== Segment start ==

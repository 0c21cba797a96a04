//! Shared types for the edge controller workspace.
//!
//! The entity model and its validation rules live here because the HTTP
//! and gRPC surfaces both depend on identical invariants.

#![warn(missing_docs)]

pub mod entities;
pub mod validation;

pub use validation::ValidationError;
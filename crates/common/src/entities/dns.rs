use serde::{Deserialize, Serialize};

use crate::validation::{self, ValidationError};

use super::Entity;

/// A DNS configuration that can be bound to nodes.
#[derive(Debug, Clone, Default, PartialEq, Serialize, Deserialize)]
pub struct DnsConfig {
    /// Record id.
    #[serde(default)]
    pub id: String,
    /// Operator-facing name.
    #[serde(default)]
    pub name: String,
    /// Authoritative A records served by the node resolver.
    #[serde(default)]
    pub a_records: Vec<DnsARecord>,
}

/// A single authoritative A record.
#[derive(Debug, Clone, Default, PartialEq, Serialize, Deserialize)]
pub struct DnsARecord {
    /// Record name (FQDN).
    #[serde(default)]
    pub name: String,
    /// Free-form description.
    #[serde(default)]
    pub description: String,
    /// Addresses the name resolves to.
    #[serde(default)]
    pub ips: Vec<String>,
}

impl DnsARecord {
    fn validate(&self) -> validation::Result {
        if self.name.is_empty() {
            return Err(ValidationError::new("name cannot be empty"));
        }
        for (i, ip) in self.ips.iter().enumerate() {
            validation::parse_ip(ip).map_err(|err| err.prefixed(format_args!("ips[{i}]")))?;
        }
        Ok(())
    }
}

impl Entity for DnsConfig {
    fn table_name(&self) -> &'static str {
        "dns_configs"
    }

    fn id(&self) -> &str {
        &self.id
    }

    fn set_id(&mut self, id: String) {
        self.id = id;
    }

    fn validate(&self) -> validation::Result {
        if !validation::valid_uuid(&self.id) {
            return Err(ValidationError::new("id not a valid uuid"));
        }
        if self.name.is_empty() {
            return Err(ValidationError::new("name cannot be empty"));
        }
        for (i, record) in self.a_records.iter().enumerate() {
            record
                .validate()
                .map_err(|err| err.prefixed(format_args!("a_records[{i}]")))?;
        }
        Ok(())
    }

    fn filter_fields(&self) -> &'static [&'static str] {
        &[]
    }

    fn field(&self, _name: &str) -> Option<String> {
        None
    }
}

#[cfg(test)]
mod tests {
    use super::*;

    #[test]
    fn a_record_ip_errors_are_indexed() {
        let cfg = DnsConfig {
            id: "6bf04732-7a3d-4a92-b4a5-8a6a4bbcd3f1".into(),
            name: "lab".into(),
            a_records: vec![DnsARecord {
                name: "sensor.lab.local".into(),
                description: String::new(),
                ips: vec!["10.0.0.300".into()],
            }],
        };
        assert_eq!(
            cfg.validate().unwrap_err().to_string(),
            "a_records[0].ips[0].address could not be parsed"
        );
    }
}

== Segment end ==

» About this exercise:
Copy out each entry above with no deviation.

» Written response:
repository 0c21cba797a96a04
//! Shared types for the edge controller workspace.
//!
//! The entity model and its validation rules live here because the HTTP
//! and gRPC surfaces both depend on identical invariants.

#![warn(missing_docs)]

pub mod entities;
pub mod validation;

pub use validation::ValidationError;
filename crates/common/src/entities/dns.rs
use serde::{Deserialize, Serialize};

use crate::validation::{self, ValidationError};

use super::Entity;

/// A DNS configuration that can be bound to nodes.
#[derive(Debug, Clone, Default, PartialEq, Serialize, Deserialize)]
pub struct DnsConfig {
    /// Record id.
    #[serde(default)]
    pub id: String,
    /// Operator-facing name.
    #[serde(default)]
    pub name: String,
    /// Authoritative A records served by the node resolver.
    #[serde(default)]
    pub a_records: Vec<DnsARecord>,
}

/// A single authoritative A record.
#[derive(Debug, Clone, Default, PartialEq, Serialize, Deserialize)]
pub struct DnsARecord {
    /// Record name (FQDN).
    #[serde(default)]
    pub name: String,
    /// Free-form description.
    #[serde(default)]
    pub description: String,
    /// Addresses the name resolves to.
    #[serde(default)]
    pub ips: Vec<String>,
}

impl DnsARecord {
    fn validate(&self) -> validation::Result {
        if self.name.is_empty() {
            return Err(ValidationError::new("name cannot be empty"));
        }
        for (i, ip) in self.ips.iter().enumerate() {
            validation::parse_ip(ip).map_err(|err| err.prefixed(format_args!("ips[{i}]")))?;
        }
        Ok(())
    }
}

impl Entity for DnsConfig {
    fn table_name(&self) -> &'static str {
        "dns_configs"
    }

    fn id(&self) -> &str {
        &self.id
    }

    fn set_id(&mut self, id: String) {
        self.id = id;
    }

    fn validate(&self) -> validation::Result {
        if !validation::valid_uuid(&self.id) {
            return Err(ValidationError::new("id not a valid uuid"));
        }
        if self.name.is_empty() {
            return Err(ValidationError::new("name cannot be empty"));
        }
        for (i, record) in self.a_records.iter().enumerate() {
            record
                .validate()
                .map_err(|err| err.prefixed(format_args!("a_records[{i}]")))?;
        }
        Ok(())
    }

    fn filter_fields(&self) -> &'static [&'static str] {
        &[]
    }

    fn field(&self, _name: &str) -> Option<String> {
        None
    }
}

#[cfg(test)]
mod tests {
    use super::*;

    #[test]
    fn a_record_ip_errors_are_indexed() {
        let cfg = DnsConfig {
            id: "6bf04732-7a3d-4a92-b4a5-8a6a4bbcd3f1".into(),
            name: "lab".into(),
            a_records: vec![DnsARecord {
                name: "sensor.lab.local".into(),
                description: String::new(),
                ips: vec!["10.0.0.300".into()],
            }],
        };
        assert_eq!(
            cfg.validate().unwrap_err().to_string(),
            "a_records[0].ips[0].address could not be parsed"
        );
    }
}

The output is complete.